Within these minute stellar spheres live cells for reproduction and cells for feeding and locomotion. In the most rudimentary way, they are a body carting around its reproductive cells from food source to food source. And yes, they move. Quite actively, in fact.

Unlike some creatures from the microcosmos, the volvox makes active use of hundreds of tiny, invisible flagella connected to tiny eyespots to find the light they need to make food to make more volvoxes. In this way, they seem to me to straddle the line between single organism and colony: they are a colony that works together very closely or they are a single organism of incredible simplicity.

The volvox seems like it represents a moment in evolution when creatures moved from being separate and colonial toward being truly multicellular.

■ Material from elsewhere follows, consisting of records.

//! XLSX reader

use std::collections::HashMap;
use std::fs::File;
use std::io::{BufReader, Read, Seek};
use std::path::Path;

use quick_xml::events::{BytesStart, Event};
use quick_xml::reader::Reader;
use tracing::{debug, warn};

use crate::error::{XlsxError, XlsxResult};
use formconv_core::Workbook;

/// Decode Excel's `_xHHHH_` escape sequences in strings.
///
/// Excel uses this format to encode special characters in XML:
/// - `_x000d_` = CR (carriage return)
/// - `_x000a_` = LF (line feed)
/// - `_x0009_` = Tab
/// - `_x005f_` = Underscore (escaped underscore)
fn decode_excel_escapes(s: &str) -> String {
    if !s.contains("_x") {
        return s.to_string();
    }

    let mut result = String::with_capacity(s.len());
    let mut rest = s;
    while let Some(start) = rest.find("_x") {
        result.push_str(&rest[..start]);
        let candidate = &rest[start..];
        match decode_escape(candidate) {
            Some(c) => {
                result.push(c);
                // "_x" + 4 hex digits + "_"
                rest = &candidate[7..];
            }
            None => {
                result.push('_');
                rest = &candidate[1..];
            }
        }
    }
    result.push_str(rest);
    result
}

/// Decode a single `_xHHHH_` at the start of `s`
fn decode_escape(s: &str) -> Option<char> {
    let hex = s.get(2..6)?;
    if s.get(6..7)? != "_" || !hex.bytes().all(|b| b.is_ascii_hexdigit()) {
        return None;
    }
    u32::from_str_radix(hex, 16).ok().and_then(char::from_u32)
}

/// Parse an A1-style reference into 0-based `(row, col)`
fn parse_cell_reference(reference: &str) -> Option<(usize, usize)> {
    let split = reference.find(|c: char| c.is_ascii_digit())?;
    let (letters, digits) = reference.split_at(split);
    if letters.is_empty() || !letters.bytes().all(|b| b.is_ascii_alphabetic()) {
        return None;
    }

    let mut col: usize = 0;
    for b in letters.bytes() {
        let digit = usize::from(b.to_ascii_uppercase() - b'A') + 1;
        col = col.checked_mul(26)?.checked_add(digit)?;
    }
    let row: usize = digits.parse().ok()?;
    if row == 0 {
        return None;
    }
    Some((row - 1, col - 1))
}

/// A `<c>` element being read
struct PendingCell {
    row: usize,
    col: usize,
    kind: Option<String>,
    text: String,
}

/// XLSX file reader
pub struct XlsxReader;

impl XlsxReader {
    /// Read a workbook from a file path
    pub fn read_file<P: AsRef<Path>>(path: P) -> XlsxResult<Workbook> {
        let file = File::open(path)?;
        Self::read(file)
    }

    /// Read a workbook from a reader
    pub fn read<R: Read + Seek>(reader: R) -> XlsxResult<Workbook> {
        let mut archive = zip::ZipArchive::new(reader)?;

        if archive.by_name("[Content_Types].xml").is_err() {
            return Err(XlsxError::InvalidFormat(
                "Missing [Content_Types].xml".into(),
            ));
        }

        let shared_strings = Self::read_shared_strings(&mut archive)?;
        let sheet_info = Self::read_workbook_xml(&mut archive)?;
        let sheet_paths = Self::read_workbook_rels(&mut archive)?;

        let mut workbook = Workbook::new();
        for (name, r_id) in &sheet_info {
            // Chart sheets and macro sheets have no worksheet relationship
            let Some(path) = sheet_paths.get(r_id) else {
                debug!(sheet = %name, "skipping non-worksheet sheet");
                continue;
            };
            let rows = Self::read_worksheet(&mut archive, name, path, &shared_strings)?;
            debug!(sheet = %name, rows = rows.len(), "read worksheet");
            workbook.add_sheet(name, rows)?;
        }

        Ok(workbook)
    }

    /// Read the shared strings table
    fn read_shared_strings<R: Read + Seek>(
        archive: &mut zip::ZipArchive<R>,
    ) -> XlsxResult<Vec<String>> {
        let mut strings = Vec::new();

        let file = match archive.by_name("xl/sharedStrings.xml") {
            Ok(f) => f,
            Err(_) => return Ok(strings), // No shared strings is valid
        };

        let mut xml_reader = Reader::from_reader(BufReader::new(file));

        let mut buf = Vec::new();
        let mut current_string = String::new();
        let mut in_si = false;
        let mut in_t = false;
        // Phonetic hints repeat part of the text
        let mut in_phonetic = false;

        loop {
            match xml_reader.read_event_into(&mut buf)? {
                Event::Start(e) => match e.local_name().as_ref() {
                    b"si" => {
                        in_si = true;
                        current_string.clear();
                    }
                    b"rPh" => in_phonetic = true,
                    b"t" if in_si && !in_phonetic => in_t = true,
                    _ => {}
                },
                Event::Empty(e) if e.local_name().as_ref() == b"si" => strings.push(String::new()),
                Event::End(e) => match e.local_name().as_ref() {
                    b"si" => {
                        strings.push(decode_excel_escapes(&current_string));
                        in_si = false;
                    }
                    b"rPh" => in_phonetic = false,
                    b"t" => in_t = false,
                    _ => {}
                },
                Event::Text(e) if in_t => current_string.push_str(&e.unescape()?),
                Event::Eof => break,
                _ => {}
            }
            buf.clear();
        }

        Ok(strings)
    }

    /// Read workbook.xml to get sheet names and rIds, in tab order
    fn read_workbook_xml<R: Read + Seek>(
        archive: &mut zip::ZipArchive<R>,
    ) -> XlsxResult<Vec<(String, String)>> {
        let file = archive
            .by_name("xl/workbook.xml")
            .map_err(|_| XlsxError::MissingPart("xl/workbook.xml".into()))?;

        let mut xml_reader = Reader::from_reader(BufReader::new(file));
        xml_reader.trim_text(true);

        let mut buf = Vec::new();
        let mut sheets = Vec::new();

        loop {
            match xml_reader.read_event_into(&mut buf)? {
                Event::Empty(e) | Event::Start(e) if e.local_name().as_ref() == b"sheet" => {
                    let name = attribute(&e, b"name");
                    let r_id = attribute(&e, b"r:id");
                    if let (Some(name), Some(r_id)) = (name, r_id) {
                        sheets.push((name, r_id));
                    }
                }
                Event::Eof => break,
                _ => {}
            }
            buf.clear();
        }

        Ok(sheets)
    }

    /// Read workbook.xml.rels to get worksheet file paths
    fn read_workbook_rels<R: Read + Seek>(
        archive: &mut zip::ZipArchive<R>,
    ) -> XlsxResult<HashMap<String, String>> {
        let file = archive
            .by_name("xl/_rels/workbook.xml.rels")
            .map_err(|_| XlsxError::MissingPart("xl/_rels/workbook.xml.rels".into()))?;

        let mut xml_reader = Reader::from_reader(BufReader::new(file));
        xml_reader.trim_text(true);

        let mut buf = Vec::new();
        let mut rels = HashMap::new();

        loop {
            match xml_reader.read_event_into(&mut buf)? {
                Event::Empty(e) | Event::Start(e)
                    if e.local_name().as_ref() == b"Relationship" =>
                {
                    let id = attribute(&e, b"Id");
                    let target = attribute(&e, b"Target");
                    let rel_type = attribute(&e, b"Type");

                    if let (Some(id), Some(target), Some(rel_type)) = (id, target, rel_type) {
                        if rel_type.ends_with("/worksheet") {
                            // Target is relative to xl/ unless absolute
                            let full_path = match target.strip_prefix('/') {
                                Some(absolute) => absolute.to_string(),
                                None => format!("xl/{}", target),
                            };
                            rels.insert(id, full_path);
                        }
                    }
                }
                Event::Eof => break,
                _ => {}
            }
            buf.clear();
        }

        Ok(rels)
    }

    /// Read a worksheet into rows of cell texts
    fn read_worksheet<R: Read + Seek>(
        archive: &mut zip::ZipArchive<R>,
        sheet: &str,
        path: &str,
        shared_strings: &[String],
    ) -> XlsxResult<Vec<Vec<String>>> {
        let file = archive
            .by_name(path)
            .map_err(|_| XlsxError::MissingPart(path.to_string()))?;

        let mut xml_reader = Reader::from_reader(BufReader::new(file));

        let mut buf = Vec::new();
        let mut cells: Vec<(usize, usize, String)> = Vec::new();

        // Position used by cells and rows without an `r` attribute
        let mut row_idx = 0;
        let mut next_col = 0;

        let mut current: Option<PendingCell> = None;
        let mut in_value = false;
        let mut in_inline_text = false;

        loop {
            match xml_reader.read_event_into(&mut buf)? {
                Event::Start(e) => match e.local_name().as_ref() {
                    b"row" => {
                        row_idx = row_number(&e).unwrap_or(row_idx);
                        next_col = 0;
                    }
                    b"c" => current = Some(start_cell(&e, sheet, row_idx, next_col)?),
                    b"v" if current.is_some() => in_value = true,
                    b"t" if current.is_some() => in_inline_text = true,
                    _ => {}
                },
                Event::Empty(e) => match e.local_name().as_ref() {
                    b"row" => {
                        row_idx = row_number(&e).unwrap_or(row_idx) + 1;
                        next_col = 0;
                    }
                    b"c" => next_col = start_cell(&e, sheet, row_idx, next_col)?.col + 1,
                    _ => {}
                },
                Event::Text(e) if in_value || in_inline_text => {
                    if let Some(cell) = current.as_mut() {
                        cell.text.push_str(&e.unescape()?);
                    }
                }
                Event::End(e) => match e.local_name().as_ref() {
                    b"v" => in_value = false,
                    b"t" => in_inline_text = false,
                    b"c" => {
                        if let Some(cell) = current.take() {
                            next_col = cell.col + 1;
                            let text = cell_text(&cell, shared_strings);
                            if !text.is_empty() {
                                cells.push((cell.row, cell.col, text));
                            }
                        }
                    }
                    b"row" => row_idx += 1,
                    _ => {}
                },
                Event::Eof => break,
                _ => {}
            }
            buf.clear();
        }

        Ok(into_grid(cells))
    }
}

fn attribute(e: &BytesStart<'_>, key: &[u8]) -> Option<String> {
    e.attributes()
        .flatten()
        .find(|attr| attr.key.as_ref() == key)
        .and_then(|attr| attr.unescape_value().ok().map(|s| s.to_string()))
}

/// 0-based index of a `<row r="…">`
fn row_number(e: &BytesStart<'_>) -> Option<usize> {
    attribute(e, b"r")
        .and_then(|r| r.parse::<usize>().ok())
        .map(|r| r.saturating_sub(1))
}

fn start_cell(
    e: &BytesStart<'_>,
    sheet: &str,
    row: usize,
    col: usize,
) -> XlsxResult<PendingCell> {
    let (row, col) = match attribute(e, b"r") {
        Some(reference) => {
            parse_cell_reference(&reference).ok_or_else(|| XlsxError::CellReference {
                sheet: sheet.to_string(),
                reference,
            })?
        }
        None => (row, col),
    };
    Ok(PendingCell {
        row,
        col,
        kind: attribute(e, b"t"),
        text: String::new(),
    })
}

/// Text of a cell according to its `t` attribute
fn cell_text(cell: &PendingCell, shared_strings: &[String]) -> String {
    let value = cell.text.as_str();
    match cell.kind.as_deref() {
        // Shared string
        Some("s") => {
            let found = value
                .trim()
                .parse::<usize>()
                .ok()
                .and_then(|idx| shared_strings.get(idx));
            match found {
                Some(s) => s.clone(),
                None => {
                    warn!(index = value, row = cell.row, col = cell.col, "invalid shared string index");
                    String::new()
                }
            }
        }

        // Boolean
        Some("b") => match value {
            "1" => "true".to_string(),
            "0" => "false".to_string(),
            other => other.to_ascii_lowercase(),
        },

        // Inline or formula string - decode Excel escape sequences
        Some("inlineStr") | Some("str") => decode_excel_escapes(value),

        // Numbers, errors and dates keep their stored text
        _ => value.to_string(),
    }
}

/// Lay `(row, col, text)` triples out as rows, each as long as its last
/// non-empty cell
fn into_grid(cells: Vec<(usize, usize, String)>) -> Vec<Vec<String>> {
    let rows = cells.iter().map(|(r, _, _)| r + 1).max().unwrap_or(0);

    let mut grid = vec![Vec::new(); rows];
    for (r, c, text) in cells {
        let row: &mut Vec<String> = &mut grid[r];
        if row.len() <= c {
            row.resize(c + 1, String::new());
        }
        row[c] = text;
    }
    grid
}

It represents, also, a moment of divergence, a path not taken on the evolutionary road. As a plant, they move from place to place in search of light. So perhaps there was a moment some time back, when the course of evolution might have moved us toward a world in which the divide between animals and plants was less obvious than we think it is. Where some species of plant would have been motile, roaming from place to place in search of water and evolving cleverer ways of gathering it than through their roots. Just as some species of animals still cling to rocks and live out their lives in a single place, letting tides full of protein and nutrients drift across their mouths.

It is my favorite game in this way to consider the other possible narratives that might have played out in evolutionary history, to wonder where that divergence would have gone and what our world would have looked like with it.